Spindle cells show positive immunoexpression for actins, desmin, vimentin, smooth muscle actin, and estrogen and progesterone receptors. The epithelial component exhibits positive immunoexpression for cytokeratins and often vimentin. Positivity for estrogen receptor has been described in the epithelial element, and it has also been noted in male patients who have received antiandrogenic therapy for prostate cancer. MEST has been considered a cystic nephroma that has acquired cellular, ovarian-like stroma secondary to hormonal influences(1, 3, 14, 19, 23, 27, 28). In the present report, authors described immunopositivity for estrogen receptor in the stromal component of a male patient who developed a MEST of the kidney. Some authors consider this unexpected finding associated with tumor loss differentiation and the activation of estrogen-related protein p29, which is a possible factor of influence on some gender-specific estrogen-associated tumors(4, 6, 8, 9, 14, 18, 23). The histogenesis of MEST is unknown. Hormonal imbalance during the perimenopausal period can be related to the activation of a misplaced immature or fetal mesenchyme, which harbors the capacity for a dual, epithelial and mesenchymal differentiation. Some authors suggest the hypothesis of müllerian remnants developing neoplastic transformation due to excessive hormonal stimulation(1, 2, 6, 8, 11, 18, 23, 27).

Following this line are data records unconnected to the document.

//! # Lexer - Tokenizing Blog Markup
//!
//! The first stage of the pipeline: the source text is consumed left to
//! right by trying an ordered table of rules at the cursor. The first rule
//! whose pattern matches *at* the cursor (and whose positional guard holds)
//! consumes its match and emits zero or more [`Token`]s.
//!
//! ```
//! use blogmark_syntax::lexer::tokenize;
//! use blogmark_syntax::TokenKind;
//!
//! let tokens = tokenize("# Hello\n").unwrap();
//! let kinds: Vec<_> = tokens.iter().map(|t| t.kind).collect();
//! assert_eq!(kinds, vec![TokenKind::Heading(1), TokenKind::Text]);
//! ```
//!
//! ## Rule order
//!
//! 1. blank lines (skipped, never tokenized)
//! 2. frontmatter (first construct only)
//! 3. block leaders: headings 5 down to 1, hyphen and numbered list
//!    markers, callouts, quote markers
//! 4. code fences
//! 5. paragraph fallback, which re-tokenizes the captured line with the
//!    inline rule set (see [`inline`])
//!
//! Block leaders and fences only apply at the start of a source line or
//! right after a quote marker. Elsewhere the same text falls through to the
//! paragraph rule, which is how `text # not a heading` stays text.
//!
//! ## Positions
//!
//! Every emitted token gets a `(line, column)` span computed from the
//! cursor's byte offset by counting newlines up to it. Tokens produced by
//! the inline pass are computed against the captured substring and then
//! shifted by the substring's absolute start.

mod frontmatter;
mod inline;
mod rules;

use crate::error::SyntaxError;
use crate::token::{Position, Span, Token, TokenKind};

/// Lexer state: the source, a byte cursor into it and the tokens emitted so far.
pub struct Lexer<'src> {
    source: &'src str,
    pos: usize,
    tokens: Vec<Token>,
}

impl<'src> Lexer<'src> {
    pub fn new(source: &'src str) -> Self {
        Self {
            source,
            pos: 0,
            tokens: Vec::new(),
        }
    }

    /// Run the block rule table until the source is exhausted.
    pub fn tokenize(mut self) -> Result<Vec<Token>, SyntaxError> {
        while !self.at_eof() {
            let Some((rule, len)) = rules::BLOCK_RULES
                .iter()
                .find_map(|rule| rule.match_at(&self).map(|len| (rule, len)))
            else {
                return Err(SyntaxError::new(
                    self.remainder(),
                    self.position_at(self.pos),
                ));
            };

            rule.action.apply(&mut self, len);
        }

        Ok(self.tokens)
    }

    /// The unconsumed rest of the source.
    pub fn remainder(&self) -> &'src str {
        &self.source[self.pos..]
    }

    pub fn at_eof(&self) -> bool {
        self.pos >= self.source.len()
    }

    /// True at offset 0 or right after a newline.
    pub fn at_line_start(&self) -> bool {
        self.pos == 0 || self.source[..self.pos].ends_with('\n')
    }

    /// True when the last emitted token is a plain quote marker.
    pub fn follows_quote(&self) -> bool {
        self.tokens
            .last()
            .is_some_and(|token| token.kind == TokenKind::Quote)
    }

    pub fn has_tokens(&self) -> bool {
        !self.tokens.is_empty()
    }

    fn advance(&mut self, n: usize) {
        self.pos += n;
    }

    fn push(&mut self, token: Token) {
        log::trace!("lexed {token}");
        self.tokens.push(token);
    }

    /// `(line, column)` of the character starting at byte offset `byte`.
    pub fn position_at(&self, byte: usize) -> Position {
        let prefix = &self.source[..byte];
        let line = prefix.matches('\n').count();
        let line_start = prefix.rfind('\n').map(|i| i + 1).unwrap_or(0);
        Position::new(line, prefix[line_start..].chars().count())
    }

    /// Position of the last character before byte offset `byte`.
    pub fn position_before(&self, byte: usize) -> Position {
        let last = self.source[..byte]
            .char_indices()
            .next_back()
            .map(|(i, _)| i)
            .unwrap_or(0);
        self.position_at(last)
    }

    /// Consume `len` bytes whose first `skip` bytes are leading indentation,
    /// returning the span of the consumed text after the indentation.
    fn consume(&mut self, skip: usize, len: usize) -> Span {
        let start = self.position_at(self.pos + skip);
        self.advance(len);
        let end = self.position_before(self.pos);
        Span::new(start, end)
    }
}

/// Tokenize a whole document.
///
/// Fails with [`SyntaxError`] when no rule matches at some cursor position.
pub fn tokenize(source: &str) -> Result<Vec<Token>, SyntaxError> {
    Lexer::new(source).tokenize()
}

/// Length in bytes of the leading spaces and tabs of `s`.
fn indent_len(s: &str) -> usize {
    s.len() - s.trim_start_matches([' ', '\t']).len()
}
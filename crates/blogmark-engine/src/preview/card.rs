use html_escape::{encode_double_quoted_attribute_to_string, encode_text_to_string};

use super::PreviewCard;

const HOUR: u64 = 60;
const DAY: u64 = 1440;
const MONTH: u64 = 43_200;
const YEAR: u64 = 518_400;

/// Human-readable age of a repository's latest commit.
///
/// A month is 30 days and a year twelve of those.
pub fn last_updated(minutes: u64) -> String {
    if minutes < HOUR {
        format!("last updated {minutes} minutes ago")
    } else if minutes < DAY {
        format!("last updated {} hour(s) ago", minutes / HOUR)
    } else if minutes < MONTH {
        format!("last updated {} day(s) ago", minutes / DAY)
    } else if minutes < YEAR {
        format!("last updated {} month(s) ago", minutes / MONTH)
    } else {
        format!("last updated {} year(s) ago", minutes / YEAR)
    }
}

impl PreviewCard {
    pub fn write_html(&self, out: &mut String) {
        match self {
            PreviewCard::Video {
                url,
                title,
                channel_id,
                channel_title,
                thumbnail_url,
            } => {
                out.push_str(r#"<div class="link-preview youtube-preview"><img src=""#);
                encode_double_quoted_attribute_to_string(thumbnail_url, out);
                out.push_str(r#"" alt=""#);
                encode_double_quoted_attribute_to_string(title, out);
                out.push_str(r#""><div class="preview-body"><a class="preview-title" href=""#);
                encode_double_quoted_attribute_to_string(url, out);
                out.push_str(r#"">"#);
                encode_text_to_string(title, out);
                out.push_str(r#"</a><a class="preview-channel" href="https://www.youtube.com/channel/"#);
                encode_double_quoted_attribute_to_string(channel_id, out);
                out.push_str(r#"">"#);
                encode_text_to_string(channel_title, out);
                out.push_str("</a></div></div>");
            }
            PreviewCard::Repository {
                owner,
                repo,
                branches,
                last_commit_message,
                updated_minutes_ago,
            } => {
                out.push_str(r#"<div class="link-preview github-preview"><p class="preview-title">"#);
                encode_text_to_string(owner, out);
                out.push('/');
                encode_text_to_string(repo, out);
                out.push_str(r#"</p><p class="preview-commit">"#);
                encode_text_to_string(last_commit_message, out);
                out.push_str("</p>");
                if !branches.is_empty() {
                    out.push_str(r#"<ul class="preview-branches">"#);
                    for branch in branches {
                        out.push_str("<li>");
                        encode_text_to_string(branch, out);
                        out.push_str("</li>");
                    }
                    out.push_str("</ul>");
                }
                out.push_str(r#"<p class="preview-updated">"#);
                out.push_str(&last_updated(*updated_minutes_ago));
                out.push_str("</p></div>");
            }
        }
    }
}

#[cfg(test)]
mod tests {
    use super::*;
    use pretty_assertions::assert_eq;
    use rstest::rstest;

    #[rstest]
    #[case(0, "last updated 0 minutes ago")]
    #[case(59, "last updated 59 minutes ago")]
    #[case(60, "last updated 1 hour(s) ago")]
    #[case(1439, "last updated 23 hour(s) ago")]
    #[case(1440, "last updated 1 day(s) ago")]
    #[case(43_199, "last updated 29 day(s) ago")]
    #[case(43_200, "last updated 1 month(s) ago")]
    #[case(518_400, "last updated 1 year(s) ago")]
    #[case(1_100_000, "last updated 2 year(s) ago")]
    fn humanizes_commit_age(#[case] minutes: u64, #[case] expected: &str) {
        assert_eq!(last_updated(minutes), expected);
    }

    #[test]
    fn repository_card_escapes_fields() {
        let card = PreviewCard::Repository {
            owner: "me".to_string(),
            repo: "blog".to_string(),
            branches: vec!["main".to_string()],
            last_commit_message: "fix <br> handling".to_string(),
            updated_minutes_ago: 120,
        };
        let mut html = String::new();
        card.write_html(&mut html);
        assert_eq!(
            html,
            concat!(
                r#"<div class="link-preview github-preview"><p class="preview-title">me/blog</p>"#,
                r#"<p class="preview-commit">fix &lt;br&gt; handling</p>"#,
                r#"<ul class="preview-branches"><li>main</li></ul>"#,
                r#"<p class="preview-updated">last updated 2 hour(s) ago</p></div>"#,
            )
        );
    }
}
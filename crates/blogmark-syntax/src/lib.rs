//! # blogmark-syntax
//!
//! Tokenizer and tree builder for the blog markup dialect: ATX headings
//! (`#` to `#####`), hyphen and numbered lists, blockquotes with
//! `[!NOTE]`-style callouts, fenced code blocks, a small frontmatter
//! header and the inline forms `` `code` ``, `[text](url)`, `**bold**`
//! and `_italic_`.
//!
//! ## Architecture Overview
//!
//! ```text
//! Source Text → Lexer → Tokens → Tree Builder → Node tree
//!               (rule table,     (ancestor search)
//!                inline pass)
//! ```
//!
//! ### 1. Lexer ([`lexer`] module)
//!
//! An ordered table of anchored rules is tried at a cursor. Block leaders
//! only fire at the start of a line (or right after a quote marker), so a
//! `#` in the middle of a sentence is just text. Each captured text line
//! is lexed a second time for inline constructs.
//!
//! ```text
//! "# Hello **you**" → [Heading(1) "# ", Text "Hello ", BoldText "you"]
//! ```
//!
//! Every token keeps a `(line, column)` span over the source text,
//! including tokens found by the inline pass.
//!
//! ### 2. Tree builder ([`tree`] module)
//!
//! Tokens are placed one at a time. Inline tokens become *values* of the
//! block on their line; blocks nest under headings of higher priority,
//! under list items they are indented past, and under quotes they share a
//! line with. Consecutive quote lines collapse into one quote node.
//!
//! ## Quick Start
//!
//! ```
//! use blogmark_syntax::{parse_document, TokenKind};
//!
//! let root = parse_document("# Hello\n- item\n").unwrap();
//! let heading = &root.children[0];
//! assert_eq!(heading.kind(), TokenKind::Heading(1));
//! assert_eq!(heading.flattened_text(), "Hello");
//! assert_eq!(heading.children[0].kind(), TokenKind::HyphenList);
//! ```
//!
//! The only failure is a [`SyntaxError`]: some text no rule accepts (a lone
//! carriage return, for instance).

pub mod error;
pub mod lexer;
pub mod token;
pub mod tree;

pub use error::SyntaxError;
pub use lexer::tokenize;
pub use token::{CalloutKind, Position, Span, Token, TokenKind};
pub use tree::{Node, build};

/// Tokenize `source` and build its tree.
pub fn parse_document(source: &str) -> Result<Node, SyntaxError> {
    Ok(build(tokenize(source)?))
}
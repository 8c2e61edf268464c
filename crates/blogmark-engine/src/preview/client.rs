use blogmark_config::PreviewConfig;
use std::sync::Arc;
use std::time::Duration;
use tokio::runtime::{Handle, Runtime};
use tokio::sync::watch;

use super::{PreviewCard, PreviewFetchError, PreviewFetcher, PreviewRequest, Provider};

/// Runs preview fetches to completion, one at a time, from synchronous code.
///
/// Each fetch is bounded by the provider's timeout and raced against the
/// client's cancellation signal. The client owns a current-thread runtime
/// and cannot block on it from inside another async runtime; there every
/// preview is skipped.
pub struct PreviewClient {
    fetcher: Arc<dyn PreviewFetcher>,
    /// Only `None` while dropping.
    runtime: Option<Runtime>,
    timeout: Duration,
    github_timeout: Duration,
    cancel: Arc<watch::Sender<bool>>,
}

/// Cancels every pending and future fetch of the client it came from.
#[derive(Clone)]
pub struct CancelHandle(Arc<watch::Sender<bool>>);

impl CancelHandle {
    pub fn cancel(&self) {
        self.0.send_replace(true);
    }

    pub fn is_cancelled(&self) -> bool {
        *self.0.borrow()
    }
}

impl PreviewClient {
    pub fn new(
        config: &PreviewConfig,
        fetcher: impl PreviewFetcher + 'static,
    ) -> std::io::Result<Self> {
        Self::with_timeouts(
            fetcher,
            Duration::from_secs(config.timeout_secs),
            Duration::from_secs(config.github_timeout_secs),
        )
    }

    pub fn with_timeouts(
        fetcher: impl PreviewFetcher + 'static,
        timeout: Duration,
        github_timeout: Duration,
    ) -> std::io::Result<Self> {
        let runtime = tokio::runtime::Builder::new_current_thread()
            .enable_time()
            .build()?;
        let (cancel, _) = watch::channel(false);

        Ok(Self {
            fetcher: Arc::new(fetcher),
            runtime: Some(runtime),
            timeout,
            github_timeout,
            cancel: Arc::new(cancel),
        })
    }

    pub fn cancel_handle(&self) -> CancelHandle {
        CancelHandle(Arc::clone(&self.cancel))
    }

    fn timeout_for(&self, provider: Provider) -> Duration {
        match provider {
            Provider::GitHub => self.github_timeout,
            _ => self.timeout,
        }
    }

    /// Fetch a preview card; any failure is logged and yields `None`.
    pub fn preview(&self, request: &PreviewRequest) -> Option<PreviewCard> {
        match self.fetch(request) {
            Ok(card) => Some(card),
            Err(error @ PreviewFetchError::Timeout(_)) => {
                log::warn!("no preview for {request:?}: {error}");
                None
            }
            Err(error) => {
                log::debug!("no preview for {request:?}: {error}");
                None
            }
        }
    }

    fn fetch(&self, request: &PreviewRequest) -> Result<PreviewCard, PreviewFetchError> {
        if Handle::try_current().is_ok() {
            return Err(PreviewFetchError::InsideRuntime);
        }
        let Some(runtime) = self.runtime.as_ref() else {
            return Err(PreviewFetchError::Cancelled);
        };

        let mut cancelled = self.cancel.subscribe();
        if *cancelled.borrow_and_update() {
            return Err(PreviewFetchError::Cancelled);
        }

        let timeout = self.timeout_for(request.provider());
        runtime.block_on(async {
            tokio::select! {
                outcome = tokio::time::timeout(timeout, self.fetcher.fetch(request)) => {
                    outcome.unwrap_or(Err(PreviewFetchError::Timeout(timeout)))
                }
                _ = wait_for_cancel(&mut cancelled) => Err(PreviewFetchError::Cancelled),
            }
        })
    }
}

impl Drop for PreviewClient {
    fn drop(&mut self) {
        // A plain runtime drop panics when it happens inside another runtime.
        if let Some(runtime) = self.runtime.take() {
            runtime.shutdown_background();
        }
    }
}

/// Resolves once the flag flips to `true`; never resolves if the sender is gone.
async fn wait_for_cancel(cancelled: &mut watch::Receiver<bool>) {
    if cancelled.wait_for(|flag| *flag).await.is_err() {
        std::future::pending::<()>().await;
    }
}
use std::fmt;

use super::Node;

impl fmt::Display for Node {
    /// Renders the tree as an ASCII outline, values before children:
    ///
    /// ```text
    /// source_file ()
    /// └── heading_1 ()    [0,0] - [0,1]
    ///     └── text (Title)    [0,2] - [0,6]
    /// ```
    fn fmt(&self, f: &mut fmt::Formatter<'_>) -> fmt::Result {
        writeln!(f, "{}", self.token)?;
        write_branches(f, self, "")
    }
}

fn write_branches(f: &mut fmt::Formatter<'_>, node: &Node, prefix: &str) -> fmt::Result {
    let branches: Vec<&Node> = node.values.iter().chain(&node.children).collect();
    let last = branches.len().saturating_sub(1);

    for (i, branch) in branches.into_iter().enumerate() {
        let (elbow, indent) = if i == last {
            ("└── ", "    ")
        } else {
            ("├── ", "│   ")
        };
        writeln!(f, "{prefix}{elbow}{}", branch.token)?;
        write_branches(f, branch, &format!("{prefix}{indent}"))?;
    }

    Ok(())
}
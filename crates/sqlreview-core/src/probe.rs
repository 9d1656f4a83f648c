//! Dry-run probing
//!
//! Validates a data-mutating statement against a live engine without
//! executing it, by submitting the statement wrapped in `EXPLAIN` through
//! the host-supplied [`QueryDriver`]. One probe per statement, a single
//! blocking request-response exchange, no retries: a rejected probe is
//! meaningful signal and becomes a finding, not a fault to mask.

use thiserror::Error;

/// Failure of a single read-only probe.
///
/// All variants surface the underlying engine message verbatim so the
/// finding is actionable.
#[derive(Debug, Error)]
pub enum QueryError {
    /// The engine rejected the probe (missing column, permission, syntax)
    #[error("{0}")]
    Rejected(String),

    /// The connection dropped mid-exchange
    #[error("connection lost: {0}")]
    ConnectionLost(String),

    /// The probe did not complete in time
    #[error("query timed out: {0}")]
    Timeout(String),
}

/// Minimal query-execution capability supplied by the surrounding system.
///
/// The engine never authenticates or manages connections; it only submits
/// read-only probe text through this handle. The handle may be pooled and
/// shared with other traffic.
pub trait QueryDriver: Send + Sync {
    /// Execute read-only probe text, returning success or a structured error
    fn run_readonly(&self, sql: &str) -> Result<(), QueryError>;
}

/// Wraps candidate statements in a non-executing analysis form and submits
/// them through a [`QueryDriver`].
pub struct DryRunProber<'a> {
    driver: &'a dyn QueryDriver,
}

impl<'a> DryRunProber<'a> {
    pub fn new(driver: &'a dyn QueryDriver) -> Self {
        Self { driver }
    }

    /// Probe one statement. Never executes the statement directly; the
    /// text is always wrapped in `EXPLAIN`.
    pub fn probe(&self, statement_text: &str) -> Result<(), QueryError> {
        let probe_sql = format!("EXPLAIN {}", statement_text);
        tracing::debug!(sql = %probe_sql, "issuing dry-run probe");
        self.driver.run_readonly(&probe_sql)
    }
}

#[cfg(test)]
mod tests {
    use super::*;
    use std::sync::Mutex;

    struct RecordingDriver {
        seen: Mutex<Vec<String>>,
    }

    impl QueryDriver for RecordingDriver {
        fn run_readonly(&self, sql: &str) -> Result<(), QueryError> {
            self.seen.lock().unwrap().push(sql.to_string());
            Ok(())
        }
    }

    #[test]
    fn test_probe_wraps_statement_in_explain() {
        let driver = RecordingDriver {
            seen: Mutex::new(Vec::new()),
        };
        let prober = DryRunProber::new(&driver);
        prober.probe("UPDATE t SET a = 1").unwrap();

        let seen = driver.seen.lock().unwrap();
        assert_eq!(seen.as_slice(), ["EXPLAIN UPDATE t SET a = 1"]);
    }
}
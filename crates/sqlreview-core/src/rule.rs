//! Rule configuration types

use std::str::FromStr;

use serde::{Deserialize, Serialize};

use crate::advice::Status;
use crate::error::ReviewError;

/// Operator-configured severity for a rule
#[derive(Debug, Clone, Copy, PartialEq, Eq, Serialize, Deserialize)]
#[serde(rename_all = "lowercase")]
pub enum RuleLevel {
    Disabled,
    Info,
    Warning,
    Error,
}

/// Identifier naming a policy rule
#[derive(Debug, Clone, Copy, PartialEq, Eq, Hash, Serialize, Deserialize)]
#[serde(rename_all = "kebab-case")]
pub enum RuleType {
    CollationAllowlist,
    StatementDmlDryRun,
    NoSelectAll,
}

impl RuleType {
    pub fn as_str(&self) -> &'static str {
        match self {
            RuleType::CollationAllowlist => "collation-allowlist",
            RuleType::StatementDmlDryRun => "statement-dml-dry-run",
            RuleType::NoSelectAll => "no-select-all",
        }
    }
}

impl std::fmt::Display for RuleType {
    fn fmt(&self, f: &mut std::fmt::Formatter<'_>) -> std::fmt::Result {
        f.write_str(self.as_str())
    }
}

impl FromStr for RuleType {
    type Err = String;

    fn from_str(s: &str) -> Result<Self, Self::Err> {
        match s {
            "collation-allowlist" => Ok(RuleType::CollationAllowlist),
            "statement-dml-dry-run" => Ok(RuleType::StatementDmlDryRun),
            "no-select-all" => Ok(RuleType::NoSelectAll),
            _ => Err(format!("Unknown rule type: '{}'", s)),
        }
    }
}

/// Immutable rule configuration: what to check and how severely to report it.
///
/// `payload` carries rule-specific parameters as a JSON document; rules that
/// need none leave it empty.
#[derive(Debug, Clone, Serialize, Deserialize)]
pub struct ReviewRule {
    #[serde(rename = "type")]
    pub rule_type: RuleType,
    pub level: RuleLevel,
    #[serde(default)]
    pub payload: Option<String>,
}

impl ReviewRule {
    pub fn new(rule_type: RuleType, level: RuleLevel) -> Self {
        Self {
            rule_type,
            level,
            payload: None,
        }
    }

    pub fn with_payload(mut self, payload: impl Into<String>) -> Self {
        self.payload = Some(payload.into());
        self
    }

    /// Status carried by findings of this rule.
    ///
    /// The finding model is three-valued, so Info-level violations are
    /// reported at Warning status. A disabled rule must never reach a
    /// checker; hitting one here is a configuration error.
    pub fn violation_status(&self) -> Result<Status, ReviewError> {
        match self.level {
            RuleLevel::Error => Ok(Status::Error),
            RuleLevel::Warning | RuleLevel::Info => Ok(Status::Warning),
            RuleLevel::Disabled => Err(ReviewError::DisabledRule {
                rule: self.rule_type,
            }),
        }
    }
}

/// Payload shape shared by allowlist-style rules: `{"list": [...]}`
#[derive(Debug, Clone, Deserialize)]
pub struct StringArrayPayload {
    pub list: Vec<String>,
}

impl StringArrayPayload {
    /// Deserialize the payload of a rule that requires one
    pub fn from_rule(rule: &ReviewRule) -> Result<Self, ReviewError> {
        let raw = rule.payload.as_deref().ok_or_else(|| ReviewError::InvalidPayload {
            rule: rule.rule_type,
            message: "payload is required".to_string(),
        })?;
        serde_json::from_str(raw).map_err(|e| ReviewError::InvalidPayload {
            rule: rule.rule_type,
            message: e.to_string(),
        })
    }
}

The differential diagnosis includes adult nephroblastoma, cystic nephroma, and sarcomatoid renal cell carcinoma. The lack of cellular anaplasia rules out these tumors. The absence of blastema excludes nephroblastoma, and cystic nephroma typically shows a thin and fibrous stroma. MEST have been treated with surgical excision, and a few cases of recurrence, malignant transformation, and metastases development have been reported(6, 8, 9, 11, 13, 15, 16, 23, 24, 27).